Deux textes : l’un – « Tous Coupat, tous coupables
» ; l’autre, « Le Moralisme anti-violence »,
remanié d’après le texte publié dans
le n°29 de la revue Lignes (mai 2009), consacré au thème
de la « Violence en politique », ici réunis dans
un court volume, vif, engagé, à la vérité
tout à fait intempestif : ne visant rien moins qu’à
affirmer que la politique ne saurait, sans hypocrisie, prétendre
faire l’économie de la violence ; sans hypocrisie ni
danger : tout ce qu’elle refoulera ainsi, ou qu’elle
croira avoir ainsi conjuré lui sera rendu, retourné,
qui sait de quelle façon et au bénéfice de
qui ? La vérité veut d’ailleurs qu’on
dise ceci : que n’est ainsi conjurée, stigmatisée
qu’une seule sorte de violence, celle à laquelle sont
tentés de recourir ceux à qui manque tout autre forme
de recours (disons la violence de défense ou d’opposition)
; pas la violence policière de l’État ni la
violence sociale de la domination économique. Elles ne s’en
trouvent que d’avantage – définitivement ? –
légitimées. Vif, engagé, intempestif, ce livre
est drôle aussi, au moins autant que la situation le permet.

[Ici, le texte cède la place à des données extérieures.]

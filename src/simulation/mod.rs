pub mod states;
pub mod params;
pub mod engine;
pub mod fields;
pub mod integrator;
pub mod animation;
pub mod scenario;
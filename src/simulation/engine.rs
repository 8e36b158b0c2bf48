//! High-level runtime engine settings
//!
//! Selects the integrator and boundary policy used when advecting particles

use crate::configuration::config::{BoundaryConfig, IntegratorConfig};

#[derive(Debug, Clone, Copy)]
pub struct Engine {
    pub integrator: IntegratorConfig, // euler or midpoint
    pub boundary: BoundaryConfig, // reflect or respawn
}

impl Default for Engine {
    fn default() -> Self {
        Self {
            integrator: IntegratorConfig::Midpoint,
            boundary: BoundaryConfig::Respawn,
        }
    }
}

À propos de « l’affaire Tarnac » : «
Ce qui est ici en question n’est évidemment pas la
nécessité impérieuse que s’organise une
solidarité sans faille avec les inculpés de Tarnac,
et que celle-ci soit aussi puissante et déterminée
que possible. La question est plutôt que cette solidarité
s’est déployée sur une ligne de pente dont le
propre est qu’elle ensevelit sous l’épaisse couche
de cendres d’une police sentimentale et « démocratique
» tout ce qui pouvait constituer le venin, le ferment de radicalité
de L’Insurrection qui vient, avec son appel à se mettre
« en route ». Le rassemblement informe et sans bords
qui s’est constitué en faveur des inculpés (et
dont, répétons-le, la volte-face des journaux a donné
le signal et en quelque sorte défini les conditions) n’est
pas sans rappeler le consensus anomique, propre à la «
démocratie du public » brocardé par des auteurs
comme Rancière et Badiou ; il s’étend maintenant
jusqu’aux dirigeants du parti socialiste, voire du Modem et,
inclut bien sûr, le télégénique Besancenot
; mais c’est un rassemblement qui se tient aux antipodes de
ce que s’efforçait de présenter L’Insurrection
qui vient et la décision d’y faire jouer en acte le
motif de la communauté. »
À propos de la violence dans les sociétés
démocratiques : « Nous n’en finissons pas de
subir des injonctions d’avoir à nous prononcer contre
toute forme de politique violente, et, plus généralement,
contre la violence sous toutes ses formes. L’aversion du public
contemporain à la violence vive est constamment soutenue
par la promotion de normes immunitaires dont l’effet est de
jeter le discrédit aussi bien sur toutes sortes de conduites
coutumières dans nos sociétés (la bagarre du
samedi soir, la fessée administrée à l’enfant
turbulent, la main baladeuse dans le métro) que sur l’engagement
physique dans les pratiques politiques (la manifestation virant
à l’émeute, le pugilat au Parlement, la grève
insurrectionnelle…). En même temps, ce mouvement général
de pacification des mœurs nourrit le sentiment de l’insécurité,
au point que, si nos sociétés n’ont jamais été
aussi « sûres », elles n’en apparaissent
pas moins aux yeux d’une partie au moins de la population
comme de plus en plus dangereuses. Au reste, la pacification, la
délégitimation de la violence ont une lourde contrepartie
: la concentration toujours plus dense des moyens de violence dans
la sphère de l’État et de ce qui s’y agence
: plus nos sociétés son “sûres”
et plus elles sont policières et c’est au détriment
des libertés publiques que prospère la criminalisation
de toute espèce de violence – la récente affaire
de Tarnac en est une illustration entre mille. Au demeurant : “toute
espèce de violence” est une expression bien expéditive.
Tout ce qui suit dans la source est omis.